Esta mudança força uma consciencialização mais ampla para todos os participantes: a Bitcoin já não é um mercado por si só. Move-se com o sistema que foi concebida para contornar. A política da Reserva Federal, a força do dólar e as condições de liquidez global exercem agora mais influência sobre o preço do que a ideologia ou a crença da comunidade. Ignorar esta realidade já não é uma questão de princípios — é dispendioso.

Uma (grande) conquista, mas não “a conquista”
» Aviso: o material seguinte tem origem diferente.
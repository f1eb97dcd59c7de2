//! Error types shared across the crate.
//!
//! Only [`TopologyError`] ever reaches `main`. Per-device and per-record
//! problems are reported through [`FetchError`] and [`RecordDefect`] and are
//! logged and skipped where they occur.

use thiserror::Error;

/// Process-level failures.
#[derive(Debug, Error)]
pub enum TopologyError {
    #[error("IO error: {0}")]
    Io(#[from] std::io::Error),

    #[error("JSON error: {0}")]
    Json(#[from] serde_json::Error),

    #[error("Inventory error: {0}")]
    Csv(#[from] csv::Error),

    #[error("XML error: {0}")]
    Xml(#[from] quick_xml::Error),

    #[error("Rendering error: {0}")]
    Render(#[from] std::fmt::Error),

    #[error("HTTP client error: {0}")]
    Http(#[from] reqwest::Error),

    #[error("Invalid GraphML: {0}")]
    InvalidGraphMl(String),

    #[error("Configuration error: {0}")]
    Config(String),

    #[error("Background task failed: {0}")]
    Task(#[from] tokio::task::JoinError),
}

/// Result type alias for crate operations
pub type Result<T> = std::result::Result<T, TopologyError>;

/// Failure to retrieve one device's LLDP payload.
#[derive(Debug, Error)]
pub enum FetchError {
    #[error("request failed: {0}")]
    Request(#[from] reqwest::Error),

    #[error("HTTP {status} from {url}")]
    Status { status: u16, url: String },

    #[error("response is not valid JSON: {0}")]
    Decode(#[from] serde_json::Error),

    #[error("polling task failed: {0}")]
    Task(String),
}

/// Why a single neighbor entry could not be turned into a link.
#[derive(Debug, Clone, PartialEq, Eq, Error)]
pub enum RecordDefect {
    #[error("entry does not match the schema: {0}")]
    InvalidEntry(String),

    #[error("interface has no name")]
    MissingInterfaceName,

    #[error("neighbor has no state")]
    MissingNeighborState,

    #[error("neighbor state has no system-name")]
    MissingSystemName,

    #[error("neighbor state has no port-id")]
    MissingPortId,
}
Nada disto diminui os pontos fortes da Bitcoin. Continua a ser segura, escassa e altamente líquida, com um reconhecimento de marca inigualável no espaço dos ativos digitais. Contudo, a clareza é agora essencial. A Bitcoin é agora utilizada para o que é, e não para o que inicialmente pretendia ser. Esperar que proporcione libertação financeira por defeito é mais uma curiosidade do género 'sabia que' do que informação acionável.

A Bitcoin não falhou em crescer; falhou em concluir a sua missão original, que é agora levada a cabo por outros projetos de criptomoedas que dão prioridade ao desenvolvimento funcional em detrimento da descoberta de preços. O mercado acabou por escolher a legitimidade institucional sobre a rebelião monetária. O white paper de 2008 assemelha-se agora menos a um projeto vivo e mais a um mito fundador — historicamente significativo, mas que já não se encontra em vigor. A Bitcoin não quebrou os bancos; foi absorvida por eles.

À medida que entramos num período de incerteza contínua, o desafio para os traders, detentores e construtores é o de ir além da nostalgia e envolverem-se com a realidade. A Bitcoin continua a ser um instrumento financeiro poderoso, mas a liberdade já não vem de acreditar nela cegamente. Vem de compreender exatamente no que a Bitcoin se tornou — e de um posicionamento adequado.